*** Supplied material Section Begins ***

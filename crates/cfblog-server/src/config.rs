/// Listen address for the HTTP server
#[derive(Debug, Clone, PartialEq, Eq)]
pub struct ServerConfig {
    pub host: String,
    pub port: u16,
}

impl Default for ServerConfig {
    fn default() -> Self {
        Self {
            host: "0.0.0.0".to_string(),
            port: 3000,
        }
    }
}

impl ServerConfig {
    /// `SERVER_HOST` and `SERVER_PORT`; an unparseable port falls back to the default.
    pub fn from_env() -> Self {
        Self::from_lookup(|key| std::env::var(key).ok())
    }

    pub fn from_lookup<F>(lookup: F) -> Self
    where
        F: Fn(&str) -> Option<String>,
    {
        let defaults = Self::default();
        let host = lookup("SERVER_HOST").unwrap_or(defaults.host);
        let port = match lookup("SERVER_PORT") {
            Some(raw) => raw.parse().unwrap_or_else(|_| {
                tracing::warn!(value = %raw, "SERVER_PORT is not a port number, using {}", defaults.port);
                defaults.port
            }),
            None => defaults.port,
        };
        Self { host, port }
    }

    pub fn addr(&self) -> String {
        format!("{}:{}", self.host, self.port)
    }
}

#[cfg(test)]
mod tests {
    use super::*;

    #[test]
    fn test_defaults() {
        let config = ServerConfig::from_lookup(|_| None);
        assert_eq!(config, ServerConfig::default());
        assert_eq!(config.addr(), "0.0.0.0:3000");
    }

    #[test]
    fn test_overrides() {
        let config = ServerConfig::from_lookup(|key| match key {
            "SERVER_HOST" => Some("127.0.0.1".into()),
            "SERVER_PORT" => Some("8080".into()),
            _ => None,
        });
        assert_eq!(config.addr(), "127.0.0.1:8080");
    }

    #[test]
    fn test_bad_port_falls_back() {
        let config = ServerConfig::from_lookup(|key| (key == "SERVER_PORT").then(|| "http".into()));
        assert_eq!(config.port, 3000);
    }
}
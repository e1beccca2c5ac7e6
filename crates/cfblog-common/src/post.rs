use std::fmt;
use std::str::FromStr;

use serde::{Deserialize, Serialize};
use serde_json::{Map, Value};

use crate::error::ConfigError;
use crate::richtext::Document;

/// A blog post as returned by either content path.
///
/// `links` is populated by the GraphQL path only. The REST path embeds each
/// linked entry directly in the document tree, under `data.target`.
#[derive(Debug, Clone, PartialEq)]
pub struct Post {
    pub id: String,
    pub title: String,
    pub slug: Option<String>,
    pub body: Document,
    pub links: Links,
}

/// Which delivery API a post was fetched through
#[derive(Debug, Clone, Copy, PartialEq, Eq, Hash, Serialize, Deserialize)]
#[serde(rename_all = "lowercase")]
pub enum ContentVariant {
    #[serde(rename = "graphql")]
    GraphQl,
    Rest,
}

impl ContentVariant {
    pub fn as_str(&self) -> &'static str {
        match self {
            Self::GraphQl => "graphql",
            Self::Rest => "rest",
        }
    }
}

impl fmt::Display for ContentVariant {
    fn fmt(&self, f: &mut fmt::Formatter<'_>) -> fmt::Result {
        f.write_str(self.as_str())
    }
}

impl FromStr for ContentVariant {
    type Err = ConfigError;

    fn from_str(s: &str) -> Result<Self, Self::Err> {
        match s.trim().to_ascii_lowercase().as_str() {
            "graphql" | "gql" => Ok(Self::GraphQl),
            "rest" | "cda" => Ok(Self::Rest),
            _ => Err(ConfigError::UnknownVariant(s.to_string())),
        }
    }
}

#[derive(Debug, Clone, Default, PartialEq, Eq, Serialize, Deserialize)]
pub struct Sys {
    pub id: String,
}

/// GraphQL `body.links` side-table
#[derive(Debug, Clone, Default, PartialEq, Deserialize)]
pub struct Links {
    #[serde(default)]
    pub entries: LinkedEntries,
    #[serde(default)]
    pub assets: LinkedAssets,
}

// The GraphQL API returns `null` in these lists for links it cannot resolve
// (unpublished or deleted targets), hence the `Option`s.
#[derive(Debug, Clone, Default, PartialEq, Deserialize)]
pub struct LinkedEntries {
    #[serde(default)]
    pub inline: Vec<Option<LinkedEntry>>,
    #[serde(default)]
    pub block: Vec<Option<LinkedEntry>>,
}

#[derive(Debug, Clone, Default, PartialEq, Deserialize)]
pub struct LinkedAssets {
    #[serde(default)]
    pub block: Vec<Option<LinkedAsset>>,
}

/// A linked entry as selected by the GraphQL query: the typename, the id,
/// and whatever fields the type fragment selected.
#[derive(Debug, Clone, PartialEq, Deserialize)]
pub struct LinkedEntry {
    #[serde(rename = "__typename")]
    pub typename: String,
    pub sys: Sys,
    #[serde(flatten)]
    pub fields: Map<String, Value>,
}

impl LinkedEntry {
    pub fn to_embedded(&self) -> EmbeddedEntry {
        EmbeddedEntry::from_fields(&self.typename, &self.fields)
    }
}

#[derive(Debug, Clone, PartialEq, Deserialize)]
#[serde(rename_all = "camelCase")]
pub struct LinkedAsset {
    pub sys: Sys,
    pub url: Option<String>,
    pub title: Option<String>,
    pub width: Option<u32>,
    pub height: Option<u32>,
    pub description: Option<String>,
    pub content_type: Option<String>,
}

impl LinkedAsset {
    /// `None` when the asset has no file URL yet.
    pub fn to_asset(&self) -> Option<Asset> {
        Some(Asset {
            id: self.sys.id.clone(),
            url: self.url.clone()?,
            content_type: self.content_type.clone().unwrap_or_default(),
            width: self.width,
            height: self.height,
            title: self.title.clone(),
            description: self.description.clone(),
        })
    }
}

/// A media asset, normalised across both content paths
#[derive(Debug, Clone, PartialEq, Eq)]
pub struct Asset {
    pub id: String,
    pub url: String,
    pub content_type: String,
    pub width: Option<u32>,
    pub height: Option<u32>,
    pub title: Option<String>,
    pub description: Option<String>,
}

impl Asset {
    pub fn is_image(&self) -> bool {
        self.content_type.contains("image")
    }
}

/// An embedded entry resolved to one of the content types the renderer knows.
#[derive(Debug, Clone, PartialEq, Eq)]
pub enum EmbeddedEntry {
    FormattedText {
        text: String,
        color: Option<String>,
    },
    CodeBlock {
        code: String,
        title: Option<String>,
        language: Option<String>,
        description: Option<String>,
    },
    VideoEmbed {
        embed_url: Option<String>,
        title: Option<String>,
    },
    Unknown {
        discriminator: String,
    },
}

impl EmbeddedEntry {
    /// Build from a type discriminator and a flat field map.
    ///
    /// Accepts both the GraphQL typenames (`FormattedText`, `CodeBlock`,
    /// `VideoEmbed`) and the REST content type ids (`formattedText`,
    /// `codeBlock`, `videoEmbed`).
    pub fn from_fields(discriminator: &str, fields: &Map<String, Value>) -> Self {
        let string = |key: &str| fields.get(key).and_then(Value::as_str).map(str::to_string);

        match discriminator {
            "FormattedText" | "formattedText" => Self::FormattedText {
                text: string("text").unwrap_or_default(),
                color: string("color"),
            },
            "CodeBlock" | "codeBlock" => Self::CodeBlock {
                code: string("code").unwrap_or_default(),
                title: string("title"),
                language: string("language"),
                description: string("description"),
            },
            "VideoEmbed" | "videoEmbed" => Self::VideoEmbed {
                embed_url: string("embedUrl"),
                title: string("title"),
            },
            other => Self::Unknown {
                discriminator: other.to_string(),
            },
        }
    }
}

*** Supplied material Section Ends ***

→ **Your goal**
Every record shown above should appear again in your answer, unchanged.

→ **Exercise output**
filename crates/cfblog-server/src/config.rs
/// Listen address for the HTTP server
#[derive(Debug, Clone, PartialEq, Eq)]
pub struct ServerConfig {
    pub host: String,
    pub port: u16,
}

impl Default for ServerConfig {
    fn default() -> Self {
        Self {
            host: "0.0.0.0".to_string(),
            port: 3000,
        }
    }
}

impl ServerConfig {
    /// `SERVER_HOST` and `SERVER_PORT`; an unparseable port falls back to the default.
    pub fn from_env() -> Self {
        Self::from_lookup(|key| std::env::var(key).ok())
    }

    pub fn from_lookup<F>(lookup: F) -> Self
    where
        F: Fn(&str) -> Option<String>,
    {
        let defaults = Self::default();
        let host = lookup("SERVER_HOST").unwrap_or(defaults.host);
        let port = match lookup("SERVER_PORT") {
            Some(raw) => raw.parse().unwrap_or_else(|_| {
                tracing::warn!(value = %raw, "SERVER_PORT is not a port number, using {}", defaults.port);
                defaults.port
            }),
            None => defaults.port,
        };
        Self { host, port }
    }

    pub fn addr(&self) -> String {
        format!("{}:{}", self.host, self.port)
    }
}

#[cfg(test)]
mod tests {
    use super::*;

    #[test]
    fn test_defaults() {
        let config = ServerConfig::from_lookup(|_| None);
        assert_eq!(config, ServerConfig::default());
        assert_eq!(config.addr(), "0.0.0.0:3000");
    }

    #[test]
    fn test_overrides() {
        let config = ServerConfig::from_lookup(|key| match key {
            "SERVER_HOST" => Some("127.0.0.1".into()),
            "SERVER_PORT" => Some("8080".into()),
            _ => None,
        });
        assert_eq!(config.addr(), "127.0.0.1:8080");
    }

    #[test]
    fn test_bad_port_falls_back() {
        let config = ServerConfig::from_lookup(|key| (key == "SERVER_PORT").then(|| "http".into()));
        assert_eq!(config.port, 3000);
    }
}
repository e1beccca2c5ac7e6
filename crates/cfblog-common/src/post.rs
use std::fmt;
use std::str::FromStr;

use serde::{Deserialize, Serialize};
use serde_json::{Map, Value};

use crate::error::ConfigError;
use crate::richtext::Document;

/// A blog post as returned by either content path.
///
/// `links` is populated by the GraphQL path only. The REST path embeds each
/// linked entry directly in the document tree, under `data.target`.
#[derive(Debug, Clone, PartialEq)]
pub struct Post {
    pub id: String,
    pub title: String,
    pub slug: Option<String>,
    pub body: Document,
    pub links: Links,
}

/// Which delivery API a post was fetched through
#[derive(Debug, Clone, Copy, PartialEq, Eq, Hash, Serialize, Deserialize)]
#[serde(rename_all = "lowercase")]
pub enum ContentVariant {
    #[serde(rename = "graphql")]
    GraphQl,
    Rest,
}

impl ContentVariant {
    pub fn as_str(&self) -> &'static str {
        match self {
            Self::GraphQl => "graphql",
            Self::Rest => "rest",
        }
    }
}

impl fmt::Display for ContentVariant {
    fn fmt(&self, f: &mut fmt::Formatter<'_>) -> fmt::Result {
        f.write_str(self.as_str())
    }
}

impl FromStr for ContentVariant {
    type Err = ConfigError;

    fn from_str(s: &str) -> Result<Self, Self::Err> {
        match s.trim().to_ascii_lowercase().as_str() {
            "graphql" | "gql" => Ok(Self::GraphQl),
            "rest" | "cda" => Ok(Self::Rest),
            _ => Err(ConfigError::UnknownVariant(s.to_string())),
        }
    }
}

#[derive(Debug, Clone, Default, PartialEq, Eq, Serialize, Deserialize)]
pub struct Sys {
    pub id: String,
}

/// GraphQL `body.links` side-table
#[derive(Debug, Clone, Default, PartialEq, Deserialize)]
pub struct Links {
    #[serde(default)]
    pub entries: LinkedEntries,
    #[serde(default)]
    pub assets: LinkedAssets,
}

// The GraphQL API returns `null` in these lists for links it cannot resolve
// (unpublished or deleted targets), hence the `Option`s.
#[derive(Debug, Clone, Default, PartialEq, Deserialize)]
pub struct LinkedEntries {
    #[serde(default)]
    pub inline: Vec<Option<LinkedEntry>>,
    #[serde(default)]
    pub block: Vec<Option<LinkedEntry>>,
}

#[derive(Debug, Clone, Default, PartialEq, Deserialize)]
pub struct LinkedAssets {
    #[serde(default)]
    pub block: Vec<Option<LinkedAsset>>,
}

/// A linked entry as selected by the GraphQL query: the typename, the id,
/// and whatever fields the type fragment selected.
#[derive(Debug, Clone, PartialEq, Deserialize)]
pub struct LinkedEntry {
    #[serde(rename = "__typename")]
    pub typename: String,
    pub sys: Sys,
    #[serde(flatten)]
    pub fields: Map<String, Value>,
}

impl LinkedEntry {
    pub fn to_embedded(&self) -> EmbeddedEntry {
        EmbeddedEntry::from_fields(&self.typename, &self.fields)
    }
}

#[derive(Debug, Clone, PartialEq, Deserialize)]
#[serde(rename_all = "camelCase")]
pub struct LinkedAsset {
    pub sys: Sys,
    pub url: Option<String>,
    pub title: Option<String>,
    pub width: Option<u32>,
    pub height: Option<u32>,
    pub description: Option<String>,
    pub content_type: Option<String>,
}

impl LinkedAsset {
    /// `None` when the asset has no file URL yet.
    pub fn to_asset(&self) -> Option<Asset> {
        Some(Asset {
            id: self.sys.id.clone(),
            url: self.url.clone()?,
            content_type: self.content_type.clone().unwrap_or_default(),
            width: self.width,
            height: self.height,
            title: self.title.clone(),
            description: self.description.clone(),
        })
    }
}

/// A media asset, normalised across both content paths
#[derive(Debug, Clone, PartialEq, Eq)]
pub struct Asset {
    pub id: String,
    pub url: String,
    pub content_type: String,
    pub width: Option<u32>,
    pub height: Option<u32>,
    pub title: Option<String>,
    pub description: Option<String>,
}

impl Asset {
    pub fn is_image(&self) -> bool {
        self.content_type.contains("image")
    }
}

/// An embedded entry resolved to one of the content types the renderer knows.
#[derive(Debug, Clone, PartialEq, Eq)]
pub enum EmbeddedEntry {
    FormattedText {
        text: String,
        color: Option<String>,
    },
    CodeBlock {
        code: String,
        title: Option<String>,
        language: Option<String>,
        description: Option<String>,
    },
    VideoEmbed {
        embed_url: Option<String>,
        title: Option<String>,
    },
    Unknown {
        discriminator: String,
    },
}

impl EmbeddedEntry {
    /// Build from a type discriminator and a flat field map.
    ///
    /// Accepts both the GraphQL typenames (`FormattedText`, `CodeBlock`,
    /// `VideoEmbed`) and the REST content type ids (`formattedText`,
    /// `codeBlock`, `videoEmbed`).
    pub fn from_fields(discriminator: &str, fields: &Map<String, Value>) -> Self {
        let string = |key: &str| fields.get(key).and_then(Value::as_str).map(str::to_string);

        match discriminator {
            "FormattedText" | "formattedText" => Self::FormattedText {
                text: string("text").unwrap_or_default(),
                color: string("color"),
            },
            "CodeBlock" | "codeBlock" => Self::CodeBlock {
                code: string("code").unwrap_or_default(),
                title: string("title"),
                language: string("language"),
                description: string("description"),
            },
            "VideoEmbed" | "videoEmbed" => Self::VideoEmbed {
                embed_url: string("embedUrl"),
                title: string("title"),
            },
            other => Self::Unknown {
                discriminator: other.to_string(),
            },
        }
    }
}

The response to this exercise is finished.